濃度測定前にはUPWで濡らしたキムワイプで測定部位を優しく拭き、その後TEバッファーでブランクを取ってから測定しています。ただ、確かに明らかに濃度が電気泳動のマーカーと合わないことが以前ありましたので、今回も測定値がおかしかった可能性はあるかもしれません。
ご指摘ありがとうございます。

(無題) 削除/引用
No.12296-28 - 2024/05/02 (木) 11:00:24 - プリッツ
G25さん

>Hind3/BamH1 cutのインサートをPCRで増幅して、pSP6のHind3/BamH1 cutにライゲーションしたということ?
言葉足らずで申し訳ありません。
HindV/BamHTサイトを付加したインサートを増やし、それを精製後cutしています。
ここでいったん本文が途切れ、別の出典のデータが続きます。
impl SymbolResolver for DexReader<'_> {
    fn string(&self, idx: u32) -> Result<String, DexError> {
        lookup(&self.strings, idx, "string").cloned()
    }

    fn type_desc(&self, idx: u32) -> Result<String, DexError> {
        lookup(&self.types, idx, "type").cloned()
    }

    fn proto(&self, idx: u32) -> Result<Proto, DexError> {
        lookup(&self.protos, idx, "proto").cloned()
    }

    fn field(&self, idx: u32) -> Result<FieldRef, DexError> {
        lookup(&self.fields, idx, "field").cloned()
    }

    fn method(&self, idx: u32) -> Result<MethodRef, DexError> {
        lookup(&self.methods, idx, "method").cloned()
    }
}
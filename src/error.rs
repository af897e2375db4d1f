use crate::android::apk::ApkZipError;
use crate::android::manifest::ManifestError;
use crate::dex::error::DexError;
use std::io;
use std::path::PathBuf;
use thiserror::Error;

/// Result type for protection runs
pub type ProtectResult<T> = std::result::Result<T, ProtectError>;

/// Everything that can stop a protection run. None of these are retried.
#[derive(Error, Debug)]
pub enum ProtectError {
    /// A DEX container could not be decoded or encoded
    #[error("DEX error: {0}")]
    Parse(#[from] DexError),

    #[error("manifest error: {0}")]
    Manifest(#[from] ManifestError),

    #[error("I/O error on {}: {source}", path.display())]
    Io {
        path: PathBuf,
        #[source]
        source: io::Error,
    },

    #[error("archive error: {0}")]
    Archive(#[from] ApkZipError),

    /// A structural guarantee of the pipeline does not hold
    #[error("invariant violated: {0}")]
    Invariant(String),

    /// The primary container was deleted but its replacement could not be moved in place
    #[error("primary container {} lost while replacing it", path.display())]
    PrimaryContainerLost {
        path: PathBuf,
        #[source]
        source: io::Error,
    },

    #[error("native build for {abi} failed: {message}")]
    NativeBuild { abi: String, message: String },

    #[error("configuration error: {0}")]
    Config(String),

    #[error("invalid pattern {pattern:?}: {source}")]
    Pattern {
        pattern: String,
        #[source]
        source: regex::Error,
    },
}

impl ProtectError {
    pub fn invariant(msg: impl Into<String>) -> Self {
        Self::Invariant(msg.into())
    }

    pub fn config(msg: impl Into<String>) -> Self {
        Self::Config(msg.into())
    }
}

/// Attach the path an I/O operation was working on.
pub trait IoResultExt<T> {
    fn at_path(self, path: impl Into<PathBuf>) -> ProtectResult<T>;
}

impl<T> IoResultExt<T> for io::Result<T> {
    fn at_path(self, path: impl Into<PathBuf>) -> ProtectResult<T> {
        self.map_err(|source| ProtectError::Io {
            path: path.into(),
            source,
        })
    }
}
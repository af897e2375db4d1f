use std::fmt;

/// Build a `DexError`, optionally wrapped in a formatted context.
#[macro_export]
macro_rules! dex_err {
    ($msg:literal) => {
        $crate::dex::error::DexError::new(format!($msg))
    };
    ($fmtstr:literal, $($args:tt)*) => {
        $crate::dex::error::DexError::new(format!($fmtstr, $($args)*))
    };
}

/// Return early with a `DexError`.
#[macro_export]
macro_rules! fail {
    ($msg:literal) => {
        return Err($crate::dex::error::DexError::new(format!($msg)))
    };
    ($fmtstr:literal, $($args:tt)*) => {
        return Err($crate::dex::error::DexError::new(format!($fmtstr, $($args)*)))
    };
}

/// Error raised while decoding or encoding a DEX container.
///
/// Contexts are pushed innermost first, so a failure while reading a code item renders as
/// `bad opcode 0xff for code of Lcom/example/Foo;->run()V of class_def 12`.
#[derive(Debug, Clone, PartialEq, Eq)]
pub struct DexError {
    msg: String,
    contexts: Vec<String>,
}

impl DexError {
    pub fn new(msg: impl Into<String>) -> Self {
        DexError {
            msg: msg.into(),
            contexts: Vec::new(),
        }
    }

    pub fn with_context(mut self, context: impl Into<String>) -> Self {
        self.contexts.push(context.into());
        self
    }

    pub fn message(&self) -> &str {
        &self.msg
    }
}

impl fmt::Display for DexError {
    fn fmt(&self, f: &mut fmt::Formatter<'_>) -> fmt::Result {
        write!(f, "{}", self.msg)?;
        let mut connector = " for ";
        for context in &self.contexts {
            write!(f, "{}{}", connector, context)?;
            connector = " of ";
        }
        Ok(())
    }
}

impl std::error::Error for DexError {}

/// Attach a lazily formatted context to the error side of a `Result`.
pub trait DexResultExt<T> {
    fn context<F, S>(self, f: F) -> Result<T, DexError>
    where
        F: FnOnce() -> S,
        S: Into<String>;
}

impl<T> DexResultExt<T> for Result<T, DexError> {
    fn context<F, S>(self, f: F) -> Result<T, DexError>
    where
        F: FnOnce() -> S,
        S: Into<String>,
    {
        self.map_err(|e| e.with_context(f()))
    }
}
>制限酵素処理したPCR産物を一部取って(精製または熱失活で酵素を不活性化して)、それだけでライゲーション反応すれば末端が切断されているかどうかわかります。制限酵素切断された末端同士でライゲーションしてPCR産物の重合が起こるからです。切断されていないPCR産物はモノマーのまま。
インサート増幅→精製→制限酵素処理→酵素不活性化(loading buffer使用)と同時に電気泳動→精製→ライゲーション
の順で行っていますが、私のやり方とG25さんのおっしゃるやり方はどのように違いますでしょうか?理解力不足で申し訳ありません。
pSP64を同時に制限酵素処理する理由としましては、cutができたかどうかの指標とするとともに、その後ライゲーションで使うためという2つの理由から行っています。

(無題) 削除/引用
No.12296-27 - 2024/05/02 (木) 10:50:54 - プリッツ
G25さん

>バンドは全く見られなかったとありますが、結局、プラスミド精製してもプラスミドがなかったということなのか、プラスミドはあったっけどインサートのバンドがなかったということなのか?
バンドは全く見られませんでした。セルフライゲーションのものもです。ゲル状ではマーカーのみがきれいに光っていました。

GWさん
>10ng/uLのプラスミドならあるけど見えてないだけかもと疑う
今回2ul流したので20ngはあるのですが、それが少なすぎたのでしょうか…
流す量を増やして流しなおしてみます。

(無題) 削除/引用
No.12296-26 - 2024/05/02 (木) 09:24:34 - プリッツ
noname さん

> クローニング用プライマーの外側にポリAをつける意味がよくわからないです。。。PCRかかりにくくなりませんか?
説明不足で申し訳ありません。このプライマーを作成した当時(約一年前)は、研究室に入室したばかりで分子生物学などやったことがなく、技術習得もかねてTAクローニング→MCSを使ったpSP64への乗せ替えという流れで研究を進める予定でして、そのためにポリAつけておけばA付加する必要ない&制限酵素サイト前に数塩基付けれるで一石二鳥!という考えでそうしました。

(無題) 削除/引用
No.12296-25 - 2024/05/02 (木) 07:07:00 - おお
もし、cDNAからのPCRでゲルから切り出して精製してないようでしたら、することをおすすめします。

(無題) 削除/引用
No.12296-24 - 2024/05/02 (木) 00:52:15 - おお
>[Re:22] SYBR masterさんは書きました :

>
> >[Re:14] プリッツさんは書きました :
> > はい、制限酵素の外側にポリAを付加してあります。
> > 具体的にはAが6つついております。
>
> 多分杞憂だと思うけど、30年前にそこら辺のことを習ったとき(たぶん今のThermoかIDTだともうんだけど)は、何にも考えず「GAGAGAの6塩基付けとけ」と習った記憶だけ有り、現在もそのように作成しています。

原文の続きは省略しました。